The median U.S. home sale price reached a record $387,600 in the four weeks ending May 19, marking a 4% year-over-year increase, according to data released Thursday by Redfin.
The pricing surge comes despite a marginal dip in weekly average mortgage rates, which fell from a five-month high of 7.22% to 7.02% at the beginning of May, according to Freddie Mac. Consequently, the median monthly housing payment now stands at $2,854, just $20 short of April’s all-time high.
Simultaneously, persistently high housing costs have driven pending home sales down by 4.2% year over year, the largest decline in three months with the exception of the previous four-week period, which saw a 4.4% drop.
The market continues to grapple with insufficient inventory, Redfin reported. New listings have risen approximately 8% compared to last year, yet overall inventory remains below typical spring levels. Many homeowners, reluctant to exchange their current low mortgage rates for higher ones in pursuit of larger or upgraded homes, are staying put.

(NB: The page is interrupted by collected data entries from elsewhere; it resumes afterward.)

use ndarray::Array1;

use crate::error::{Error, Result};
use crate::model::{Lmdp, TransitionRow};

/// Derives the optimal controlled transition rows `Pu` from a desirability
/// function by exponential tilting:
/// `Pu[s][s'] = P0[s][s'] * Z[s'] / (P0[s] . Z)`.
///
/// Works entry-wise on the sparse rows, so entry order and support carry
/// over from `P0` unchanged; successors outside a row's support stay
/// outside it.
///
/// # Panics
///
/// Panics if `z` does not have one entry per state.
///
/// # Errors
///
/// Returns `Error::Normalization` naming the first state whose tilting
/// denominator is not positive, which is how a state that cannot reach any
/// terminal state (`Z = 0` across its successors) surfaces here. The row is
/// never silently renormalized.
pub fn optimal_policy(lmdp: &Lmdp, z: &Array1<f64>) -> Result<Vec<TransitionRow>> {
    assert_eq!(z.len(), lmdp.n_states, "desirability length mismatch");
    let mut pu = Vec::with_capacity(lmdp.n_nonterminal_states);
    for (s, row) in lmdp.p0.iter().enumerate() {
        let weight: f64 = row.iter().map(|&(j, p)| p * z[j]).sum();
        if !weight.is_finite() || weight <= 0.0 {
            return Err(Error::normalization(format!(
                "state {s} has no successor with positive desirability"
            )));
        }
        pu.push(
            row.iter()
                .map(|&(j, p)| (j, p * z[j] / weight))
                .collect(),
        );
    }
    Ok(pu)
}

“Move-up buyers feel stuck because they’re ready for their next house, but it just doesn’t make financial sense to sell with current interest rates so high,” Sam Brinton, a Redfin Premier agent in Salt Lake City, said in the report. “The homeowners listing right now are often doing so because they need to: One of my clients is selling due to a family emergency, and another couple is selling because they had a baby and simply don’t have enough room.
“Buyers should take note that many of today’s sellers are motivated; if a home doesn’t have other offers on the table, offer under asking price and/or ask for concessions because many sellers are willing to negotiate.”
The U.S. metro areas with the largest year-over-year increases in median sale prices during the four weeks ending May 19 were Anaheim, California (20.1%); Detroit (16.9%); San Jose (12.9%); Oakland (12.5%); and West Palm Beach, Florida (12%).